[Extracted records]
%%

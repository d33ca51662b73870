//! Streamed response assembly for the chat-test endpoint.

use std::convert::Infallible;
use std::pin::pin;
use std::time::{Duration, Instant};

use axum::{
    body::Body,
    http::{header, HeaderName, HeaderValue, StatusCode},
    response::{IntoResponse, Response},
};
use futures_util::StreamExt;
use lorem_core::ChunkPlan;
use tracing::{debug, info};

use crate::metrics::StreamMetrics;

/// Static headers sent with every chunk stream.
pub fn stream_headers() -> [(HeaderName, HeaderValue); 5] {
    [
        (header::CONTENT_TYPE, HeaderValue::from_static("text/event-stream")),
        (header::TRANSFER_ENCODING, HeaderValue::from_static("chunked")),
        (header::CACHE_CONTROL, HeaderValue::from_static("no-cache")),
        (
            HeaderName::from_static("netlify-cdn-cache-control"),
            HeaderValue::from_static("public, max-age=0, must-revalidate"),
        ),
        (header::CONNECTION, HeaderValue::from_static("keep-alive")),
    ]
}

/// Build the 200 response whose body emits `plan` chunk by chunk.
pub fn chunked_response(
    plan: ChunkPlan,
    delay: Duration,
    metrics: StreamMetrics,
    request_id: String,
) -> Response {
    metrics.record_started();

    let body = async_stream::stream! {
        let started = Instant::now();
        let mut chunks = pin!(plan.stream(delay));
        let mut index = 0usize;
        while let Some(bytes) = chunks.next().await {
            index += 1;
            metrics.record_chunk(bytes.len());
            debug!(request_id = %request_id, chunk = index, bytes = bytes.len(), "Emitting chunk");
            yield Ok::<_, Infallible>(bytes);
        }
        metrics.record_completed(started);
        info!(
            request_id = %request_id,
            chunks = index,
            elapsed_ms = started.elapsed().as_millis() as u64,
            "Chunk stream complete"
        );
    };

    (StatusCode::OK, stream_headers(), Body::from_stream(body)).into_response()
}
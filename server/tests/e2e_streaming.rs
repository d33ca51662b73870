//! End-to-end test: real listener, raw HTTP/1.1 client.
//! Verifies chunked transfer on the wire and the pause between chunks.

mod common;

use std::time::{Duration, Instant};

use lorem_core::SOURCE_TEXT;
use server::config::ServerConfig;
use tokio::io::{AsyncReadExt, AsyncWriteExt};
use tokio::net::{TcpListener, TcpStream};

use common::*;

const TERMINATOR: &[u8] = b"\r\n0\r\n\r\n";

async fn spawn_server(config: ServerConfig) -> std::net::SocketAddr {
    let listener = TcpListener::bind("127.0.0.1:0").await.unwrap();
    let addr = listener.local_addr().unwrap();
    let app = create_test_app_with(config);
    tokio::spawn(async move {
        axum::serve(listener, app).await.unwrap();
    });
    addr
}

/// Split a raw response into its head and its de-chunked body pieces.
fn parse_chunked(raw: &[u8]) -> (String, Vec<String>) {
    let text = String::from_utf8(raw.to_vec()).expect("utf-8 response");
    let (head, mut rest) = text.split_once("\r\n\r\n").expect("header terminator");

    let mut chunks = Vec::new();
    loop {
        let (size_line, after) = rest.split_once("\r\n").expect("chunk size line");
        let size = usize::from_str_radix(size_line.trim(), 16).expect("hex chunk size");
        if size == 0 {
            break;
        }
        chunks.push(after[..size].to_string());
        rest = &after[size + 2..];
    }
    (head.to_string(), chunks)
}

async fn post_raw(addr: std::net::SocketAddr, body: &str) -> (Vec<u8>, Duration) {
    let mut stream = TcpStream::connect(addr).await.unwrap();
    let request = format!(
        "POST /chat-test HTTP/1.1\r\nHost: {addr}\r\nContent-Type: application/json\r\nContent-Length: {}\r\n\r\n{body}",
        body.len()
    );
    let start = Instant::now();
    stream.write_all(request.as_bytes()).await.unwrap();

    let mut raw = Vec::new();
    let mut buf = [0u8; 4096];
    tokio::time::timeout(Duration::from_secs(10), async {
        loop {
            let n = stream.read(&mut buf).await.unwrap();
            if n == 0 {
                break;
            }
            raw.extend_from_slice(&buf[..n]);
            if raw.ends_with(TERMINATOR) || raw.ends_with(b"\r\n\r\n0\r\n\r\n") {
                break;
            }
        }
    })
    .await
    .expect("response should finish");
    (raw, start.elapsed())
}

#[tokio::test]
async fn test_chunked_stream_over_tcp() {
    let addr = spawn_server(ServerConfig {
        chunk_delay_ms: 50,
        ..test_config()
    })
    .await;

    let (raw, elapsed) = post_raw(addr, r#"{"length": 250, "chunkSize": 100}"#).await;
    let (head, chunks) = parse_chunked(&raw);

    assert!(head.starts_with("HTTP/1.1 200 OK"));
    let head = head.to_ascii_lowercase();
    assert!(head.contains("content-type: text/event-stream"));
    assert!(head.contains("transfer-encoding: chunked"));
    assert!(head.contains("cache-control: no-cache"));
    assert!(head.contains("netlify-cdn-cache-control: public, max-age=0, must-revalidate"));
    assert!(head.contains("connection: keep-alive"));
    assert!(head.contains("x-request-id: "));

    let sizes: Vec<usize> = chunks.iter().map(|c| c.len()).collect();
    assert_eq!(sizes, vec![100, 100, 50]);
    assert_eq!(chunks.concat(), SOURCE_TEXT[..250]);

    // One pause follows every chunk before the body ends.
    assert!(elapsed >= Duration::from_millis(150));
}

#[tokio::test]
async fn test_concurrent_streams_are_independent() {
    let addr = spawn_server(ServerConfig {
        chunk_delay_ms: 30,
        ..test_config()
    })
    .await;

    let short = tokio::spawn(post_raw(addr, r#"{"length": 20, "chunkSize": 10}"#));
    let long = tokio::spawn(post_raw(addr, r#"{"length": 500, "chunkSize": 50}"#));

    let (short_raw, _) = short.await.unwrap();
    let (long_raw, _) = long.await.unwrap();

    let (_, short_chunks) = parse_chunked(&short_raw);
    let (_, long_chunks) = parse_chunked(&long_raw);
    assert_eq!(short_chunks.concat(), SOURCE_TEXT[..20]);
    assert_eq!(long_chunks.len(), 10);
    assert_eq!(long_chunks.concat(), SOURCE_TEXT[..500]);
}
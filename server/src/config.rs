// Configuration for the streaming server

use std::str::FromStr;
use std::time::Duration;

#[derive(Debug, Clone)]
pub struct ServerConfig {
    pub port: u16,
    pub rate_limit_per_minute: u32,
    pub request_timeout_secs: u64,
    pub cors_allowed_origins: Option<Vec<String>>,
    pub chunk_delay_ms: u64,
    pub max_stream_length: usize,
    pub max_body_bytes: usize,
}

impl Default for ServerConfig {
    fn default() -> Self {
        Self {
            port: 8085,
            rate_limit_per_minute: 60,
            request_timeout_secs: 60,
            cors_allowed_origins: None,
            chunk_delay_ms: 50,
            max_stream_length: 1_000_000,
            max_body_bytes: 16 * 1024,
        }
    }
}

/// Read `key` from the environment, falling back to `default` when unset or unparsable.
fn env_or<T: FromStr>(key: &str, default: T) -> T {
    std::env::var(key)
        .ok()
        .and_then(|v| v.trim().parse().ok())
        .unwrap_or(default)
}

impl ServerConfig {
    pub fn from_env() -> Self {
        let defaults = Self::default();

        let cors_allowed_origins = std::env::var("CORS_ALLOWED_ORIGINS")
            .ok()
            .map(|origins| {
                origins
                    .split(',')
                    .map(|s| s.trim().to_string())
                    .filter(|s| !s.is_empty())
                    .collect()
            });

        Self {
            port: env_or("PORT", defaults.port),
            rate_limit_per_minute: env_or("RATE_LIMIT_PER_MINUTE", defaults.rate_limit_per_minute),
            request_timeout_secs: env_or("REQUEST_TIMEOUT_SECS", defaults.request_timeout_secs),
            cors_allowed_origins,
            chunk_delay_ms: env_or("CHUNK_DELAY_MS", defaults.chunk_delay_ms),
            max_stream_length: env_or("MAX_STREAM_LENGTH", defaults.max_stream_length),
            max_body_bytes: env_or("MAX_BODY_BYTES", defaults.max_body_bytes),
        }
    }

    pub fn request_timeout(&self) -> Duration {
        Duration::from_secs(self.request_timeout_secs)
    }

    pub fn chunk_delay(&self) -> Duration {
        Duration::from_millis(self.chunk_delay_ms)
    }
}
//! Delayed chunk emission.
//!
//! Chunks are yielded strictly in order. After each chunk the stream
//! suspends for the configured delay before the next one is produced, so a
//! consumer sees the payload arrive incrementally. Dropping the stream stops
//! emission at the next suspension point.

use std::time::Duration;

use futures_core::Stream;

use crate::{split_chunks, ChunkPlan};

/// Pause between two emitted chunks.
pub const DEFAULT_CHUNK_DELAY: Duration = Duration::from_millis(50);

impl ChunkPlan {
    /// Stream this plan's chunks as UTF-8 bytes, sleeping `delay` after each one.
    ///
    /// The payload is generated once when the stream is first polled; each
    /// chunk is copied out only when it is emitted.
    pub fn stream(&self, delay: Duration) -> impl Stream<Item = Vec<u8>> {
        let plan = *self;
        async_stream::stream! {
            let payload = plan.payload();
            for chunk in split_chunks(&payload, plan.chunk_size) {
                yield chunk.as_bytes().to_vec();
                if !delay.is_zero() {
                    tokio::time::sleep(delay).await;
                }
            }
        }
    }
}

#[cfg(test)]
mod tests {
    use super::*;
    use futures_util::StreamExt;
    use std::time::Instant;

    #[tokio::test]
    async fn test_stream_preserves_order() {
        let plan = ChunkPlan::new(7, 3).unwrap();
        let emitted: Vec<Vec<u8>> = plan.stream(Duration::ZERO).collect().await;
        assert_eq!(
            emitted,
            vec![b"\nLo".to_vec(), b"rem".to_vec(), b" ".to_vec()]
        );
    }

    #[tokio::test]
    async fn test_stream_empty() {
        let plan = ChunkPlan::new(0, 10).unwrap();
        let emitted: Vec<Vec<u8>> = plan.stream(DEFAULT_CHUNK_DELAY).collect().await;
        assert!(emitted.is_empty());
    }

    #[tokio::test]
    async fn test_stream_waits_between_chunks() {
        let plan = ChunkPlan::new(30, 10).unwrap();
        let delay = Duration::from_millis(20);
        let start = Instant::now();
        let emitted: Vec<Vec<u8>> = plan.stream(delay).collect().await;
        assert_eq!(emitted.len(), 3);
        assert!(start.elapsed() >= delay * 3);
    }

    #[tokio::test]
    async fn test_stream_first_chunk_is_immediate() {
        let plan = ChunkPlan::new(20, 10).unwrap();
        let mut stream = Box::pin(plan.stream(Duration::from_secs(30)));
        let first = tokio::time::timeout(Duration::from_secs(5), stream.next())
            .await
            .expect("first chunk should not wait for the delay");
        assert_eq!(first.map(|b| b.len()), Some(10));
    }

    #[tokio::test]
    async fn test_large_plan_emits_first_chunks_without_draining() {
        let plan = ChunkPlan::new(1_000_000, 1).unwrap();
        let mut stream = Box::pin(plan.stream(Duration::ZERO));
        assert_eq!(stream.next().await, Some(b"\n".to_vec()));
        assert_eq!(stream.next().await, Some(b"L".to_vec()));
        assert_eq!(stream.next().await, Some(b"o".to_vec()));
    }

    #[tokio::test]
    async fn test_stream_reassembles_payload() {
        let plan = ChunkPlan::new(2500, 333).unwrap();
        let emitted: Vec<Vec<u8>> = plan.stream(Duration::ZERO).collect().await;
        assert_eq!(emitted.len(), plan.chunk_count());
        let joined = String::from_utf8(emitted.concat()).unwrap();
        assert_eq!(joined, plan.payload());
    }
}
pub mod config;
pub mod logger;

pub use config::*;
pub use logger::*;
// Response mappers

pub mod response;

pub use response::{transform, RevealMode, RevealPayload};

%%

Description of the task. Using the records above, set down exactly the lines from the one with "filename server/tests/e2e_streaming.rs" through the one with "de-chunked body pieces.", inclusive, and nothing more.

Exercise output.
filename server/tests/e2e_streaming.rs
repository d33ca51662b73870
//! End-to-end test: real listener, raw HTTP/1.1 client.
//! Verifies chunked transfer on the wire and the pause between chunks.

mod common;

use std::time::{Duration, Instant};

use lorem_core::SOURCE_TEXT;
use server::config::ServerConfig;
use tokio::io::{AsyncReadExt, AsyncWriteExt};
use tokio::net::{TcpListener, TcpStream};

use common::*;

const TERMINATOR: &[u8] = b"\r\n0\r\n\r\n";

async fn spawn_server(config: ServerConfig) -> std::net::SocketAddr {
    let listener = TcpListener::bind("127.0.0.1:0").await.unwrap();
    let addr = listener.local_addr().unwrap();
    let app = create_test_app_with(config);
    tokio::spawn(async move {
        axum::serve(listener, app).await.unwrap();
    });
    addr
}

/// Split a raw response into its head and its de-chunked body pieces.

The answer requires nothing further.